On the other hand you have the Internet and digital culture where ordinary people are empowered to be their own producers, where they are encouraged to interact with, mash-up, and be creative, active collaborators to their culture and environment. This is a sharing culture, a fan fiction, fan film culture where the misfits and the ordinary can contribute to the growth and development of our culture, where we can be producers and not just consumers. In short, this vision of culture is a “read-write” culture, a remix culture which allows the freedom for a genuine folk culture to develop once again.
Which vision comes closer to actual culture? As Christians we must begin with Scripture. In Scripture, life is imitation, copying. We are called to imitate (or copy) Christ (John 13:15) and the apostles who imitate Christ (2 Thess 3:7,9; Heb. 13:7; ); Christ is himself the very imitation or copy of the Father (Heb. 1:3). We reproduce by making copies (Gen. 5:3), imitating or copying God in the creation (Gen. 1:26). Trinitarian life is imitation, is copying, as each member of the Trinity copies the others (John 12:49; 16:13). Trinitarian life is collaborative, a sharing culture within the Godhead. This collaborative, sharing culture within the Trinity is then imitated (copied) in the creation as God shares His book, His knowledge for free with everyone. He discourages us to hide what we create under a bushel, locking it away where it cannot benefit the community (Matt. 5:15) and condemns a servant for protecting and hoarding his talent rather than using it (Matt. 25:23-27). God wrote the DNA of all things and shares it, allowing us to tinker and fiddle, explore and built new things out of what He originally made. Triune life is the ultimate source of open source, the origin for all remixing, the life, the personality, the glory that we are to imitate and copy in our own lives. In the Middle Ages the Catholic Church tried to lock up God’s word by requiring it to be read and translated only in Latin, which even many of the clergy could not read. The Protestant Reformation’s greatest act was to free the Bible from such control by translating it freely into ordinary language, something akin to releasing an open source computer operating system. Ever since the Reformation, the Bible has been the world’s number one bestseller, making more money than any other book in history.
Cultural creations cannot be owned in the way property can be owned.
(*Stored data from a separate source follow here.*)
//! Runtime configuration.

/// Settings fixed when a runtime starts.
#[derive(Debug, Clone, PartialEq, Eq)]
pub struct Config {
    /// Arena capacity, in bytes.
    pub memory: usize,
    /// Columns available to each stack line.
    pub stack_width: usize,
    /// Show every stack entry on one line.
    pub flat_stack: bool,
}

impl Default for Config {
    fn default() -> Self {
        Config {
            memory: 64 * 1024,
            stack_width: 80,
            flat_stack: true,
        }
    }
}

#[derive(Debug, Clone, PartialEq, Eq)]
pub enum ConfigError {
    Invalid { variable: &'static str, value: String },
}

impl std::fmt::Display for ConfigError {
    fn fmt(&self, f: &mut std::fmt::Formatter<'_>) -> std::fmt::Result {
        match self {
            ConfigError::Invalid { variable, value } => {
                write!(f, "invalid value for {variable}: {value:?}")
            }
        }
    }
}

impl std::error::Error for ConfigError {}

pub const MEMORY_VAR: &str = "RPLISH_MEMORY";
pub const WIDTH_VAR: &str = "RPLISH_WIDTH";

/// A byte count, with an optional `K` or `M` suffix.
fn parse_size(value: &str) -> Option<usize> {
    let value = value.trim();
    let (digits, scale) = match value.char_indices().last()? {
        (i, 'k' | 'K') => (&value[..i], 1024),
        (i, 'm' | 'M') => (&value[..i], 1024 * 1024),
        _ => (value, 1),
    };
    digits.parse::<usize>().ok()?.checked_mul(scale)
}

impl Config {
    /// Defaults, overridden by the environment.
    pub fn from_env() -> Result<Config, ConfigError> {
        Config::from_vars(|name| std::env::var(name).ok())
    }

    fn from_vars(var: impl Fn(&str) -> Option<String>) -> Result<Config, ConfigError> {
        let mut config = Config::default();
        if let Some(value) = var(MEMORY_VAR) {
            config.memory = parse_size(&value)
                .filter(|&m| m > 0 && m <= u32::MAX as usize)
                .ok_or(ConfigError::Invalid {
                    variable: MEMORY_VAR,
                    value,
                })?;
        }
        if let Some(value) = var(WIDTH_VAR) {
            config.stack_width = match value.trim().parse::<usize>() {
                Ok(w) if w >= 8 => w,
                _ => {
                    return Err(ConfigError::Invalid {
                        variable: WIDTH_VAR,
                        value,
                    })
                }
            };
        }
        Ok(config)
    }
}

#[cfg(test)]
mod tests {
    use super::*;

    fn vars<'a>(pairs: &'a [(&'a str, &'a str)]) -> impl Fn(&str) -> Option<String> + 'a {
        move |name| {
            pairs
                .iter()
                .find(|(k, _)| *k == name)
                .map(|(_, v)| v.to_string())
        }
    }

    #[test]
    fn sizes_take_suffixes() {
        assert_eq!(parse_size("4096"), Some(4096));
        assert_eq!(parse_size("16K"), Some(16 * 1024));
        assert_eq!(parse_size("2m"), Some(2 * 1024 * 1024));
        assert_eq!(parse_size("K"), None);
        assert_eq!(parse_size("lots"), None);
    }

    #[test]
    fn environment_overrides_defaults() {
        let config = Config::from_vars(vars(&[(MEMORY_VAR, "8K"), (WIDTH_VAR, "40")])).unwrap();
        assert_eq!(
            config,
            Config {
                memory: 8192,
                stack_width: 40,
                flat_stack: true,
            }
        );
        assert_eq!(Config::from_vars(vars(&[])).unwrap(), Config::default());
    }

    #[test]
    fn bad_values_are_reported() {
        match Config::from_vars(vars(&[(MEMORY_VAR, "0")])) {
            Err(ConfigError::Invalid { variable: MEMORY_VAR, .. }) => (),
            v => panic!("unexpected result: {v:?}"),
        }
        match Config::from_vars(vars(&[(WIDTH_VAR, "wide")])) {
            Err(ConfigError::Invalid { variable: WIDTH_VAR, .. }) => (),
            v => panic!("unexpected result: {v:?}"),
        };
    }
}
When you own property, I cannot copy your land. Culture is the expression of ideas, and ideas cannot be owned. If you invent a shovel, I cannot now forget that there exists a shovel. If you write a piece of music, I cannot forget it; if you paint a picture or write a book or make a film I cannot forget it. It will be internalized and processed by my brain, and now I cannot help but live my life in the light of what I have seen and experienced. All cultural activity is imitation and copying of what has come before; all culture is collaborative and sharing culture, because that is the way the brain is built; all culture is, in short, remix culture. By penalizing people for interacting and remixing cultural creations, we are essentially criminalizing culture itself, hindering its growth, and prosecuting the love of neighbor that Christ commanded. When a young mother is sued for uploading a video of her toddler dancing to Prince; when a fan is threatened for cutting together a video of his favorite moments of his favorite show, film or game; when young people are criminalized for sharing what they love, we are in essence outlawing culture itself. We are outlawing the Trinitarian God who made us that way.